▶ _Exercise details_
Print the data that follows exactly as it stands, from its first line through the line containing "use crate::events::SyncEvent;", and stop there.

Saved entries
☆ ☆ ☆ ☆

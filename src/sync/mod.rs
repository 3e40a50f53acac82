//! Multi-session synchronization
//!
//! [`SyncService`] wires one session together: it registers the session,
//! spawns the dispatcher and the change listener, and exposes the
//! [`SyncCoordinator`] the host reports its edits to.

pub mod coordinator;
pub mod feedback;
pub mod listener;
pub mod propagator;
pub mod registry;

pub use coordinator::{BatchReport, ChangeBatch, MutationOutcome, SyncCoordinator};
pub use feedback::{PullGuard, PullScope};
pub use listener::{ChangeListener, ListenerState};
pub use propagator::{ChangeLogPropagator, PropagationReport};
pub use registry::SessionRegistry;

use crate::events::SyncEvent;
use crate::queue::{Dispatcher, QueueCounts, QueueReceiver};
use crate::SyncContext;
use anyhow::Result;
use chrono::{DateTime, Utc};
use std::sync::Arc;
use std::time::Duration;
use tokio::sync::broadcast;
use tracing::{info, warn};

/// `now - age`, clamped to the earliest representable instant
pub(crate) fn cutoff(now: DateTime<Utc>, age: Duration) -> DateTime<Utc> {
    chrono::Duration::from_std(age)
        .ok()
        .and_then(|age| now.checked_sub_signed(age))
        .unwrap_or(DateTime::<Utc>::MIN_UTC)
}

/// A running session
pub struct SyncService {
    ctx: SyncContext,
    registry: Arc<SessionRegistry>,
    dispatcher: Dispatcher,
    listener: ChangeListener,
    coordinator: Arc<SyncCoordinator>,
}

impl SyncService {
    /// Register the session and start its background tasks
    pub async fn start(ctx: SyncContext, receiver: QueueReceiver) -> Result<Self> {
        let registry = Arc::new(SessionRegistry::new(
            ctx.store.clone(),
            ctx.session_id.clone(),
            ctx.settings.session_ttl,
        ));
        registry.register().await?;

        let dispatcher = Dispatcher::spawn(receiver, ctx.store.clone());
        let coordinator = Arc::new(SyncCoordinator::new(&ctx, registry.clone()));
        let listener = ChangeListener::start(&ctx, registry.clone());

        info!(session_id = %ctx.session_id, "Sync service started");
        Ok(Self {
            ctx,
            registry,
            dispatcher,
            listener,
            coordinator,
        })
    }

    pub fn session_id(&self) -> &str {
        &self.ctx.session_id
    }

    pub fn coordinator(&self) -> Arc<SyncCoordinator> {
        self.coordinator.clone()
    }

    pub fn listener(&self) -> &ChangeListener {
        &self.listener
    }

    pub fn registry(&self) -> &SessionRegistry {
        &self.registry
    }

    /// Receive pull requests raised by the listener
    pub fn subscribe(&self) -> broadcast::Receiver<SyncEvent> {
        self.ctx.events.subscribe()
    }

    pub fn queue_counts(&self) -> QueueCounts {
        self.dispatcher.counts()
    }

    /// Stop the listener, drain the queue, and deregister the session
    pub async fn shutdown(self) -> QueueCounts {
        self.listener.dispose().await;
        let counts = self
            .dispatcher
            .shutdown(self.ctx.settings.drain_timeout)
            .await;
        if let Err(e) = self.registry.deregister().await {
            warn!(session_id = %self.ctx.session_id, "{:#}", e);
            self.ctx
                .diagnostics
                .record(&self.ctx.session_id, "shutdown: deregister", &e);
        }
        info!(session_id = %self.ctx.session_id, "Sync service stopped");
        counts
    }
}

☆ ☆ ☆ ☆

▶ _Result of this exercise_
filename src/sync/mod.rs
repository 3e40a50f53acac82
//! Multi-session synchronization
//!
//! [`SyncService`] wires one session together: it registers the session,
//! spawns the dispatcher and the change listener, and exposes the
//! [`SyncCoordinator`] the host reports its edits to.

pub mod coordinator;
pub mod feedback;
pub mod listener;
pub mod propagator;
pub mod registry;

pub use coordinator::{BatchReport, ChangeBatch, MutationOutcome, SyncCoordinator};
pub use feedback::{PullGuard, PullScope};
pub use listener::{ChangeListener, ListenerState};
pub use propagator::{ChangeLogPropagator, PropagationReport};
pub use registry::SessionRegistry;

use crate::events::SyncEvent;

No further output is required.